Topic: What does a slice topos classify?

finegeometer (Jun 30 2023 at 00:08):

Every Grothendieck topos classifies some geometric theory. A slice category of a Grothendieck topos is a Grothendieck topos. Therefore, for any set X, Set/X classifies some geometric theory.

What is an explicit presentation of such a theory, in terms of sorts, functions, relations, and axioms?

This feels like it should be well-known, but two search engines and the nlab have failed to provide an answer.

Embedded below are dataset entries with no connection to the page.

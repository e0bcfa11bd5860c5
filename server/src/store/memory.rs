use axum::async_trait;
use chrono::{DateTime, Utc};
use tokio::sync::RwLock;
use uuid::Uuid;

use super::{OrderCancellation, Store, WorkDeletion};
use crate::models::{
    City, CreativeWork, NewOrder, NewTicket, Order, OrderStatus, OrderWithTickets, Person,
    Rating, RatingSummary, Region, Showtime, Ticket, TicketStatus, Venue, WatchlistEntry,
    WorkKind,
};
use crate::seed::{Fixtures, CATALOG_NOT_EMPTY};
use crate::utils::{AppError, AppResult};

#[derive(Default)]
struct Tables {
    regions: Vec<Region>,
    cities: Vec<City>,
    venues: Vec<Venue>,
    persons: Vec<Person>,
    works: Vec<CreativeWork>,
    showtimes: Vec<Showtime>,
    ratings: Vec<Rating>,
    watchlist: Vec<WatchlistEntry>,
    orders: Vec<Order>,
    tickets: Vec<Ticket>,
}

/// In-process store. Each call holds the table lock for its whole duration,
/// which gives the same atomicity the Postgres transactions provide.
#[derive(Default)]
pub struct MemoryStore {
    tables: RwLock<Tables>,
}

impl MemoryStore {
    pub fn new() -> Self {
        Self::default()
    }
}

fn sorted_by_name<T: Clone>(items: impl Iterator<Item = T>, name: impl Fn(&T) -> &str) -> Vec<T> {
    let mut items: Vec<T> = items.collect();
    items.sort_by(|a, b| name(a).cmp(name(b)));
    items
}

fn newest_first(mut works: Vec<CreativeWork>) -> Vec<CreativeWork> {
    works.sort_by(|a, b| b.created_at.cmp(&a.created_at));
    works
}

#[async_trait]
impl Store for MemoryStore {
    async fn list_regions(&self) -> AppResult<Vec<Region>> {
        let tables = self.tables.read().await;
        Ok(sorted_by_name(tables.regions.iter().cloned(), |r| &r.name))
    }

    async fn list_cities(&self, region_slug: Option<&str>) -> AppResult<Vec<City>> {
        let tables = self.tables.read().await;
        let region_id = match region_slug {
            Some(slug) => match tables.regions.iter().find(|r| r.slug == slug) {
                Some(region) => Some(region.id),
                None => return Ok(Vec::new()),
            },
            None => None,
        };

        Ok(sorted_by_name(
            tables
                .cities
                .iter()
                .filter(|c| region_id.map_or(true, |id| c.region_id == id))
                .cloned(),
            |c| &c.name,
        ))
    }

    async fn featured_works(&self) -> AppResult<Vec<CreativeWork>> {
        let tables = self.tables.read().await;
        Ok(newest_first(
            tables.works.iter().filter(|w| w.featured).cloned().collect(),
        ))
    }

    async fn works_by_kind(&self, kind: WorkKind) -> AppResult<Vec<CreativeWork>> {
        let tables = self.tables.read().await;
        Ok(newest_first(
            tables.works.iter().filter(|w| w.kind == kind).cloned().collect(),
        ))
    }

    async fn search_works(&self, query: &str) -> AppResult<Vec<CreativeWork>> {
        let needle = query.to_lowercase();
        let tables = self.tables.read().await;
        Ok(newest_first(
            tables.works.iter().filter(|w| w.matches(&needle)).cloned().collect(),
        ))
    }

    async fn find_work(&self, id: Uuid) -> AppResult<Option<CreativeWork>> {
        let tables = self.tables.read().await;
        Ok(tables.works.iter().find(|w| w.id == id).cloned())
    }

    async fn find_work_by_slug(&self, slug: &str) -> AppResult<Option<CreativeWork>> {
        let tables = self.tables.read().await;
        Ok(tables.works.iter().find(|w| w.slug == slug).cloned())
    }

    async fn count_works(&self) -> AppResult<i64> {
        let tables = self.tables.read().await;
        Ok(tables.works.len() as i64)
    }

    async fn delete_work(&self, id: Uuid) -> AppResult<WorkDeletion> {
        let mut tables = self.tables.write().await;
        if !tables.works.iter().any(|w| w.id == id) {
            return Ok(WorkDeletion::NotFound);
        }

        let showtime_ids: Vec<Uuid> = tables
            .showtimes
            .iter()
            .filter(|s| s.creative_work_id == id)
            .map(|s| s.id)
            .collect();
        if tables
            .orders
            .iter()
            .any(|o| showtime_ids.contains(&o.showtime_id))
        {
            return Ok(WorkDeletion::HasOrders);
        }

        tables.showtimes.retain(|s| s.creative_work_id != id);
        tables.ratings.retain(|r| r.creative_work_id != id);
        tables.watchlist.retain(|e| e.creative_work_id != id);
        tables.works.retain(|w| w.id != id);

        Ok(WorkDeletion::Deleted {
            showtimes_removed: showtime_ids.len() as u64,
        })
    }

    async fn search_persons(&self, query: &str) -> AppResult<Vec<Person>> {
        let needle = query.to_lowercase();
        let tables = self.tables.read().await;
        Ok(sorted_by_name(
            tables
                .persons
                .iter()
                .filter(|p| p.full_name.to_lowercase().contains(&needle))
                .cloned(),
            |p| &p.full_name,
        ))
    }

    async fn showtimes_for_work(&self, work_id: Uuid) -> AppResult<Vec<Showtime>> {
        let tables = self.tables.read().await;
        let mut showtimes: Vec<Showtime> = tables
            .showtimes
            .iter()
            .filter(|s| s.creative_work_id == work_id)
            .cloned()
            .collect();
        showtimes.sort_by_key(|s| s.starts_at);
        Ok(showtimes)
    }

    async fn find_showtime(&self, id: Uuid) -> AppResult<Option<Showtime>> {
        let tables = self.tables.read().await;
        Ok(tables.showtimes.iter().find(|s| s.id == id).cloned())
    }

    async fn rate_work(&self, user_id: Uuid, work_id: Uuid, score: i16) -> AppResult<Rating> {
        let mut tables = self.tables.write().await;
        let now = Utc::now();

        if let Some(rating) = tables
            .ratings
            .iter_mut()
            .find(|r| r.user_id == user_id && r.creative_work_id == work_id)
        {
            rating.score = score;
            rating.updated_at = now;
            return Ok(rating.clone());
        }

        let rating = Rating {
            id: Uuid::new_v4(),
            user_id,
            creative_work_id: work_id,
            score,
            created_at: now,
            updated_at: now,
        };
        tables.ratings.push(rating.clone());
        Ok(rating)
    }

    async fn rating_summary(&self, work_id: Uuid) -> AppResult<RatingSummary> {
        let tables = self.tables.read().await;
        Ok(RatingSummary::from_scores(
            tables
                .ratings
                .iter()
                .filter(|r| r.creative_work_id == work_id)
                .map(|r| r.score),
        ))
    }

    async fn list_watchlist(&self, user_id: Uuid) -> AppResult<Vec<WatchlistEntry>> {
        let tables = self.tables.read().await;
        let mut entries: Vec<WatchlistEntry> = tables
            .watchlist
            .iter()
            .filter(|e| e.user_id == user_id)
            .cloned()
            .collect();
        entries.sort_by(|a, b| b.created_at.cmp(&a.created_at));
        Ok(entries)
    }

    async fn add_to_watchlist(&self, user_id: Uuid, work_id: Uuid) -> AppResult<WatchlistEntry> {
        let mut tables = self.tables.write().await;
        if let Some(existing) = tables
            .watchlist
            .iter()
            .find(|e| e.user_id == user_id && e.creative_work_id == work_id)
        {
            return Ok(existing.clone());
        }

        let entry = WatchlistEntry {
            id: Uuid::new_v4(),
            user_id,
            creative_work_id: work_id,
            created_at: Utc::now(),
        };
        tables.watchlist.push(entry.clone());
        Ok(entry)
    }

    async fn remove_from_watchlist(&self, user_id: Uuid, work_id: Uuid) -> AppResult<bool> {
        let mut tables = self.tables.write().await;
        let before = tables.watchlist.len();
        tables
            .watchlist
            .retain(|e| !(e.user_id == user_id && e.creative_work_id == work_id));
        Ok(tables.watchlist.len() < before)
    }

    async fn create_order(
        &self,
        order: NewOrder,
        tickets: Vec<NewTicket>,
    ) -> AppResult<OrderWithTickets> {
        let mut tables = self.tables.write().await;
        let showtime = tables
            .showtimes
            .iter_mut()
            .find(|s| s.id == order.showtime_id)
            .ok_or_else(|| AppError::NotFound(format!("Showtime '{}' not found", order.showtime_id)))?;

        if showtime.available_seats < order.quantity {
            return Err(AppError::Conflict("Not enough seats available".to_string()));
        }

        let now = Utc::now();
        showtime.available_seats -= order.quantity;
        showtime.updated_at = now;

        let order = Order {
            id: order.id,
            order_number: order.order_number,
            user_id: order.user_id,
            showtime_id: order.showtime_id,
            quantity: order.quantity,
            total_amount: order.total_amount,
            currency: order.currency,
            status: OrderStatus::Confirmed,
            created_at: now,
            updated_at: now,
        };
        let mut tickets: Vec<Ticket> = tickets
            .into_iter()
            .map(|t| Ticket {
                id: t.id,
                ticket_number: t.ticket_number,
                order_id: order.id,
                showtime_id: order.showtime_id,
                status: TicketStatus::Issued,
                qr_payload: t.qr_payload,
                scanned_at: None,
                scanned_by: None,
                created_at: now,
                updated_at: now,
            })
            .collect();
        tickets.sort_by(|a, b| a.ticket_number.cmp(&b.ticket_number));

        tables.orders.push(order.clone());
        tables.tickets.extend(tickets.iter().cloned());

        Ok(OrderWithTickets { order, tickets })
    }

    async fn find_order_by_number(&self, order_number: &str) -> AppResult<Option<Order>> {
        let tables = self.tables.read().await;
        Ok(tables
            .orders
            .iter()
            .find(|o| o.order_number == order_number)
            .cloned())
    }

    async fn tickets_for_order(&self, order_id: Uuid) -> AppResult<Vec<Ticket>> {
        let tables = self.tables.read().await;
        let mut tickets: Vec<Ticket> = tables
            .tickets
            .iter()
            .filter(|t| t.order_id == order_id)
            .cloned()
            .collect();
        tickets.sort_by(|a, b| a.ticket_number.cmp(&b.ticket_number));
        Ok(tickets)
    }

    async fn cancel_order(&self, order_id: Uuid) -> AppResult<OrderCancellation> {
        let mut tables = self.tables.write().await;
        let tables = &mut *tables;

        let Some(order) = tables.orders.iter_mut().find(|o| o.id == order_id) else {
            return Ok(OrderCancellation::NotFound);
        };
        if order.status == OrderStatus::Cancelled {
            return Ok(OrderCancellation::AlreadyCancelled);
        }
        if tables
            .tickets
            .iter()
            .any(|t| t.order_id == order_id && t.status == TicketStatus::Scanned)
        {
            return Ok(OrderCancellation::HasScannedTickets);
        }

        let now = Utc::now();
        order.status = OrderStatus::Cancelled;
        order.updated_at = now;
        let order = order.clone();

        let mut released = 0;
        let mut tickets = Vec::new();
        for ticket in tables.tickets.iter_mut().filter(|t| t.order_id == order_id) {
            if ticket.status == TicketStatus::Issued {
                ticket.status = TicketStatus::Cancelled;
                ticket.updated_at = now;
                released += 1;
            }
            tickets.push(ticket.clone());
        }
        tickets.sort_by(|a, b| a.ticket_number.cmp(&b.ticket_number));

        if let Some(showtime) = tables.showtimes.iter_mut().find(|s| s.id == order.showtime_id) {
            showtime.available_seats += released;
            showtime.updated_at = now;
        }

        Ok(OrderCancellation::Cancelled(OrderWithTickets { order, tickets }))
    }

    async fn find_ticket(&self, id: Uuid) -> AppResult<Option<Ticket>> {
        let tables = self.tables.read().await;
        Ok(tables.tickets.iter().find(|t| t.id == id).cloned())
    }

    async fn find_ticket_by_number(&self, ticket_number: &str) -> AppResult<Option<Ticket>> {
        let tables = self.tables.read().await;
        Ok(tables
            .tickets
            .iter()
            .find(|t| t.ticket_number == ticket_number)
            .cloned())
    }

    async fn mark_ticket_scanned(
        &self,
        id: Uuid,
        scanned_by: Uuid,
        scanned_at: DateTime<Utc>,
    ) -> AppResult<Option<Ticket>> {
        let mut tables = self.tables.write().await;
        let Some(ticket) = tables
            .tickets
            .iter_mut()
            .find(|t| t.id == id && t.status == TicketStatus::Issued)
        else {
            return Ok(None);
        };

        ticket.status = TicketStatus::Scanned;
        ticket.scanned_at = Some(scanned_at);
        ticket.scanned_by = Some(scanned_by);
        ticket.updated_at = scanned_at;
        Ok(Some(ticket.clone()))
    }

    async fn insert_fixtures(&self, fixtures: &Fixtures) -> AppResult<()> {
        let mut tables = self.tables.write().await;
        if !tables.works.is_empty() {
            return Err(AppError::Conflict(CATALOG_NOT_EMPTY.to_string()));
        }
        tables.regions.extend(fixtures.regions.iter().cloned());
        tables.cities.extend(fixtures.cities.iter().cloned());
        tables.venues.extend(fixtures.venues.iter().cloned());
        tables.persons.extend(fixtures.persons.iter().cloned());
        tables.works.extend(fixtures.works.iter().cloned());
        tables.showtimes.extend(fixtures.showtimes.iter().cloned());
        Ok(())
    }
}
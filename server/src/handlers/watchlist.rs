use axum::extract::rejection::JsonRejection;
use axum::extract::{Path, State};
use axum::response::Response;
use axum::Json;
use serde::Deserialize;
use uuid::Uuid;

use super::parse_id;
use crate::auth::AuthUser;
use crate::state::AppState;
use crate::utils::response::{empty_success, success};
use crate::utils::{AppError, AppResult};

#[derive(Debug, Deserialize)]
pub struct AddToWatchlist {
    pub creative_work_id: Uuid,
}

pub async fn list_watchlist(user: AuthUser, State(state): State<AppState>) -> AppResult<Response> {
    let entries = state.store.list_watchlist(user.user_id).await?;
    Ok(success(entries, "Watchlist retrieved"))
}

pub async fn add_to_watchlist(
    user: AuthUser,
    State(state): State<AppState>,
    payload: Result<Json<AddToWatchlist>, JsonRejection>,
) -> AppResult<Response> {
    let Json(body) = payload?;
    let work_id = body.creative_work_id;

    if state.store.find_work(work_id).await?.is_none() {
        return Err(AppError::NotFound(format!(
            "Creative work '{work_id}' not found"
        )));
    }

    let entry = state.store.add_to_watchlist(user.user_id, work_id).await?;
    Ok(success(entry, "Added to watchlist"))
}

pub async fn remove_from_watchlist(
    user: AuthUser,
    State(state): State<AppState>,
    Path(work_id): Path<String>,
) -> AppResult<Response> {
    let work_id = parse_id(&work_id, "creative work")?;

    if !state
        .store
        .remove_from_watchlist(user.user_id, work_id)
        .await?
    {
        return Err(AppError::NotFound(
            "Creative work is not on your watchlist".to_string(),
        ));
    }

    Ok(empty_success("Removed from watchlist"))
}
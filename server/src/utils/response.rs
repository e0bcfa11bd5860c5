use axum::http::StatusCode;
use axum::response::{IntoResponse, Response};
use axum::Json;
use serde::Serialize;
use serde_json::Value;

#[derive(Serialize)]
pub struct ApiResponse<T>
where
    T: Serialize,
{
    pub success: bool,
    pub data: Option<T>,
    pub message: Option<String>,
}

#[derive(Serialize)]
pub struct ApiErrorBody {
    pub code: String,
    pub message: String,
    pub details: Option<Value>,
}

#[derive(Serialize)]
pub struct ApiErrorResponse {
    pub success: bool,
    pub error: ApiErrorBody,
}

fn with_status<T>(status: StatusCode, data: T, message: impl Into<String>) -> Response
where
    T: Serialize,
{
    let body = ApiResponse {
        success: true,
        data: Some(data),
        message: Some(message.into()),
    };
    (status, Json(body)).into_response()
}

pub fn success<T>(data: T, message: impl Into<String>) -> Response
where
    T: Serialize,
{
    with_status(StatusCode::OK, data, message)
}

/// Same envelope as [`success`] but answers `201 Created`.
pub fn created<T>(data: T, message: impl Into<String>) -> Response
where
    T: Serialize,
{
    with_status(StatusCode::CREATED, data, message)
}

pub fn empty_success(message: impl Into<String>) -> Response {
    let body: ApiResponse<()> = ApiResponse {
        success: true,
        data: None,
        message: Some(message.into()),
    };
    (StatusCode::OK, Json(body)).into_response()
}

pub fn error(
    code: &str,
    message: impl Into<String>,
    details: Option<Value>,
    status: StatusCode,
) -> Response {
    let body = ApiErrorResponse {
        success: false,
        error: ApiErrorBody {
            code: code.to_string(),
            message: message.into(),
            details,
        },
    };

    (status, Json(body)).into_response()
}
//! Shared helpers for HTTP-level tests.
//!
//! Requests go straight into the router via `tower::ServiceExt::oneshot`,
//! backed by a seeded in-memory store.

#![allow(dead_code)]

use std::sync::Arc;

use axum::body::Body;
use axum::http::header::{AUTHORIZATION, CONTENT_TYPE};
use axum::http::{Method, Request, StatusCode};
use axum::Router;
use http_body_util::BodyExt;
use serde_json::Value;
use tower::ServiceExt;
use uuid::Uuid;

use marquee_server::auth::{generate_token, ROLE_ADMIN, ROLE_USER};
use marquee_server::config::Config;
use marquee_server::models::Showtime;
use marquee_server::routes::create_routes;
use marquee_server::seed;
use marquee_server::state::AppState;
use marquee_server::store::MemoryStore;

pub struct TestApp {
    pub router: Router,
    pub state: AppState,
}

impl TestApp {
    pub fn user_token(&self, user_id: Uuid) -> String {
        generate_token(user_id, ROLE_USER, &self.state.config.jwt).unwrap()
    }

    pub fn admin_token(&self) -> String {
        generate_token(Uuid::new_v4(), ROLE_ADMIN, &self.state.config.jwt).unwrap()
    }

    /// First showtime of the newest featured work.
    pub async fn showtime(&self) -> Showtime {
        let work = self.state.store.featured_works().await.unwrap().remove(0);
        self.state
            .store
            .showtimes_for_work(work.id)
            .await
            .unwrap()
            .remove(0)
    }

    pub async fn send(
        &self,
        method: Method,
        uri: &str,
        token: Option<&str>,
        body: Option<Value>,
    ) -> (StatusCode, Value) {
        let mut builder = Request::builder().method(method).uri(uri);
        if let Some(token) = token {
            builder = builder.header(AUTHORIZATION, format!("Bearer {token}"));
        }
        let request = match body {
            Some(json) => builder
                .header(CONTENT_TYPE, "application/json")
                .body(Body::from(json.to_string()))
                .unwrap(),
            None => builder.body(Body::empty()).unwrap(),
        };

        let response = self.router.clone().oneshot(request).await.unwrap();
        let status = response.status();
        let bytes = response.into_body().collect().await.unwrap().to_bytes();
        let json = if bytes.is_empty() {
            Value::Null
        } else {
            serde_json::from_slice(&bytes).unwrap()
        };
        (status, json)
    }

    pub async fn get(&self, uri: &str) -> (StatusCode, Value) {
        self.send(Method::GET, uri, None, None).await
    }

    pub async fn get_auth(&self, uri: &str, token: &str) -> (StatusCode, Value) {
        self.send(Method::GET, uri, Some(token), None).await
    }

    pub async fn post(&self, uri: &str, token: Option<&str>, body: Value) -> (StatusCode, Value) {
        self.send(Method::POST, uri, token, Some(body)).await
    }

    pub async fn delete(&self, uri: &str, token: &str) -> (StatusCode, Value) {
        self.send(Method::DELETE, uri, Some(token), None).await
    }

    /// Place an order through the API and return the response `data`.
    pub async fn place_order(&self, buyer: Uuid, quantity: i32) -> Value {
        let showtime = self.showtime().await;
        let (status, json) = self
            .post(
                "/api/orders",
                Some(&self.user_token(buyer)),
                serde_json::json!({ "showtime_id": showtime.id, "quantity": quantity }),
            )
            .await;
        assert_eq!(status, StatusCode::CREATED, "{json}");
        json["data"].clone()
    }
}

fn test_config() -> Config {
    Config::from_lookup(|key| match key {
        "JWT_SECRET" => Some("integration-jwt-secret".to_string()),
        "QR_SECRET" => Some("integration-qr-secret".to_string()),
        "STORAGE_BACKEND" => Some("memory".to_string()),
        _ => None,
    })
    .unwrap()
}

pub async fn empty_app() -> TestApp {
    let state = AppState::new(Arc::new(MemoryStore::new()), test_config());
    TestApp {
        router: create_routes(state.clone()),
        state,
    }
}

pub async fn spawn_app() -> TestApp {
    let app = empty_app().await;
    seed::run(app.state.store.as_ref()).await.unwrap();
    app
}
//! Bearer-token extractors for handlers.

use axum::async_trait;
use axum::extract::FromRequestParts;
use axum::http::header::AUTHORIZATION;
use axum::http::request::Parts;
use uuid::Uuid;

use crate::state::AppState;
use crate::utils::AppError;

pub mod jwt;

pub use jwt::{generate_token, validate_token, Claims, JwtConfig, ROLE_ADMIN, ROLE_USER};

/// Any caller presenting a valid token.
#[derive(Debug, Clone)]
pub struct AuthUser {
    pub user_id: Uuid,
    pub role: String,
}

impl AuthUser {
    pub fn is_admin(&self) -> bool {
        self.role == ROLE_ADMIN
    }
}

#[async_trait]
impl FromRequestParts<AppState> for AuthUser {
    type Rejection = AppError;

    async fn from_request_parts(parts: &mut Parts, state: &AppState) -> Result<Self, Self::Rejection> {
        let header = parts
            .headers
            .get(AUTHORIZATION)
            .and_then(|v| v.to_str().ok())
            .ok_or_else(|| AppError::AuthError("Missing Authorization header".to_string()))?;

        let token = header.strip_prefix("Bearer ").ok_or_else(|| {
            AppError::AuthError("Invalid Authorization format. Expected: Bearer <token>".to_string())
        })?;

        let claims = validate_token(token, &state.config.jwt)
            .map_err(|_| AppError::AuthError("Invalid or expired token".to_string()))?;

        Ok(AuthUser {
            user_id: claims.sub,
            role: claims.role,
        })
    }
}

/// A caller whose token carries the `admin` role.
#[derive(Debug, Clone)]
pub struct AdminUser(pub AuthUser);

#[async_trait]
impl FromRequestParts<AppState> for AdminUser {
    type Rejection = AppError;

    async fn from_request_parts(parts: &mut Parts, state: &AppState) -> Result<Self, Self::Rejection> {
        let user = AuthUser::from_request_parts(parts, state).await?;
        if !user.is_admin() {
            return Err(AppError::Forbidden("Admin role required".to_string()));
        }
        Ok(AdminUser(user))
    }
}
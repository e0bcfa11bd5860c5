use axum::extract::{Query, State};
use axum::response::Response;
use serde::Deserialize;

use crate::state::AppState;
use crate::utils::response::success;
use crate::utils::AppResult;

#[derive(Debug, Deserialize)]
pub struct CityFilter {
    /// Region slug.
    pub region: Option<String>,
}

pub async fn list_regions(State(state): State<AppState>) -> AppResult<Response> {
    let regions = state.store.list_regions().await?;
    Ok(success(regions, "Regions retrieved"))
}

pub async fn list_cities(
    State(state): State<AppState>,
    Query(filter): Query<CityFilter>,
) -> AppResult<Response> {
    let region = filter.region.as_deref().filter(|r| !r.is_empty());
    let cities = state.store.list_cities(region).await?;
    Ok(success(cities, "Cities retrieved"))
}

Max New (Jun 30 2023 at 00:13):

Well Set / X is equivalent to Set ^ X which is a presheaf category and presheaf categories classify flat functors. There's probably a further simplification

John Baez (Jun 30 2023 at 00:25):

Given a bunch of Grothendieck topoi $\mathsf{T}_i$ ($i \in X$) that are the classifying topoi for various theories, what theory is

$\prod_{i \in X} \mathsf{T}_i$

the classifying topos for? If I knew this I could answer @finegeometer's question, since

$\mathsf{Set}/X \cong \prod_{i \in X} \mathsf{Set}$

as Max pointed out, and $\mathsf{Set}$ itself is the classifying topos for "the empty theory", meaning there's just one model of this theory in any topos: $\mathsf{Set}$ is the terminal Grothendieck topos.

finegeometer (Jun 30 2023 at 00:42):

Max New said:

Well Set / X is equivalent to Set ^ X which is a presheaf category and presheaf categories classify flat functors. There's probably a further simplification

I just tried this. After significant simplification, I ended up with the following theory:

• One sort for each element of $X$.
• No function symbols or relations.
• An axiom $\top \vdash \bigvee_{x \in X} \exists x : X. \top$.
• For each $x, y \in X$, an axiom $\top \vdash_{a:x,b:y} \bigvee_{\_ : x = y} a=b$

In other words, a theory with X-many sorts, with exactly one element between them!

Maybe this example should be on the nlab somewhere, so we don't have to rederive it in the future?

John Baez (Jun 30 2023 at 00:50):

What's a model of this theory in some topos, as concretely as possible? It's got to be something very simple but I'm confused about what it is.

finegeometer (Jun 30 2023 at 00:55):

I believe all models in Set come from the following construction:

Fix $a \in X$. Let the sort associated with $x \in X$ be the subsingleton set $\{\star | x = a\}$.

John Baez (Jun 30 2023 at 01:01):

I'm having trouble understanding this. What do I need to specify to specify a model in Set, exactly?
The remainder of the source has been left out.